He put out his hand and stroked her cheek.
“It’s difficult to explain, Jenny. You know what I’ve told you… since the disaster… since I got the sack from the school… I’m chucking the B.A., teaching, everything. I’m going to make a complete break and join the Federation. Well, while this war is on there’s not much chance to do what I want to do at home. It’s a case of marking time. Besides, Sammy has gone and Harry Nugent is going. It’s the only thing.”
“Oh no, David,” she whimpered. “You can’t go.”
“I’ll be all right,” he said soothingly. “There’s no need to worry about that.”
“No, you can’t, you can’t leave me now, you can’t desert me at a time like this.” She created the picture of herself forsaken, not only by him, but by everyone she had trusted.
“But, Jenny—”
“You can’t leave me now.” She was quite beside herself, her words came all in a rush. “You’re my husband, you can’t desert me. Don’t you see I’m going… that we’re going to have a baby.”
There was a complete silence. Her news staggered him, not for an instant had he suspected it. Then she began to cry, letting her head droop while the tears simply ran out of her eyes, to cry as she always cried when she had offended him. He could not bear to see her cry like this; he flung his arm round her.
“Don’t cry, Jenny, for God’s sake don’t cry. I’m glad, I’m terribly glad; you know I’ve always wanted this to happen. You took me by surprise there for a minute. That was all. Don’t cry. Jenny, please, don’t cry like that, as if it was your fault.”
She sniffed and sobbed on his chest, snuggling up to him. The colour came back into her face, she looked relieved now that she had told him. She said:
“You won’t leave me now, will you, David, not until our baby’s born at any rate?”
There was something almost pitiful in Jenny’s eagerness to share the baby with him; but he did not see it.
“Of course not, Jenny.”
“Promise?”
“I promise.”
He sat down and took her on his knee. She still kept her head against his chest as though afraid to let him read her eyes.
“The idea,” he said gently, “crying like that. Surely you knew I’d be pleased. Why on earth didn’t you tell me before?”
“I thought you might be angry. You had that much to worry you and you’re different lately. I don’t mind telling you you’ve frightened me.”
He said mildly:
“I don’t want to frighten you, Jenny.”
“You won’t go then, will you, David? You won’t leave me till it’s all over?”
He took her chin gently in his fingers and raised her tear-stained face to his. Looking into her eyes he said:
“I’ll not think about the army until you’re all right, Jenny.” He paused, holding her glance firmly in his. She looked vaguely frightened again, ready to shrink, to start, to weep. Then he said: “But will you promise to give over drinking that confounded port, Jenny?”
There was no quarrel.
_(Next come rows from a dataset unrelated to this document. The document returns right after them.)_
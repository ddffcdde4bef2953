use axum::{extract::State, response::Json};

use crate::api::AppState;
use crate::auth::CurrentUser;
use crate::finance::LandingStats;
use crate::metrics::PerformanceMetrics;

/// Public, cached counters. No authentication.
pub async fn landing(State(state): State<AppState>) -> Json<LandingStats> {
    Json(state.landing.get().await)
}

pub async fn performance(
    State(state): State<AppState>,
    _caller: CurrentUser,
) -> Json<PerformanceMetrics> {
    Json(state.metrics.performance().await)
}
A sudden final relief swept over her and she burst into tears.
“Oh yes, David, I promise,” she wailed. “I really do promise, I swear to you I’ll be good. You’re the best husband in the world, David, and I’m a silly, stupid, wicked thing. But oh, David…”
He held her closely, soothing her, his tenderness strengthened and renewed. Amongst all the troubled darkness of his mind he felt a shaft of light strike hopefully. He had a vision of new life rising out of death. Jenny’s son and his; and in his blindness he was happy.
Suddenly there came a ring at the bell. Jenny raised her head, flushed now and relieved, her mood altered with almost childish facility.
“Who can it be?” she queried interestedly. They were not used to front-door callers at such an hour. But before she could surmise the bell rang again. She rose smartly and hurried to answer it.
She was back in a minute, quite excited and impressed.
“It’s Mr. Arthur Barras,” she announced. “I showed him in the parlour. Can you think of it, David, young Mr. Barras himself? He’s asked to see you.”
The fixed look returned to David’s face, his eyes hardened.
“What does he want?”
“He didn’t say. I didn’t think to ask him, naturally. But imagine him calling at our house. Oh, goodness, if I’d only known I’d have had a fire going in the front room.”
There was a silence. The social occasion did not seem to strike David as important. He rose from his chair and went slowly to the door.
Arthur was walking up and down in the parlour in a state of acute nervous tension and as David entered he started quite visibly. He looked at David for an instant with wide, rather staring eyes and then came hurriedly forward.
“I’m sorry if I’m disturbing you,” he said, “but I simply had to come.” With a sudden gesture, he sank into a chair and covered his eyes with his hand. “I know how you feel. I don’t blame you a bit. I wouldn’t have blamed you if you had refused to see me. But I had to come, I’m in such a state I had to see you. I’ve always liked you and looked up to you, David. I feel that you’re the only one who can help me.”
David sat down quietly at the table opposite Arthur. The contrast between them was singularly pathetic: the one rent by a painful agitation, the other firmly controlled with strength and forbearance in his face.
“What do you want?” David asked.
Arthur uncovered his eyes abruptly and fixed them on David with a desperate intentness.
“The truth, that’s what I want. I can’t rest, I can’t sleep, I can’t be still until I get it. I want to know if my father is to blame for the disaster. I must know, I must. You’ve got to help me.”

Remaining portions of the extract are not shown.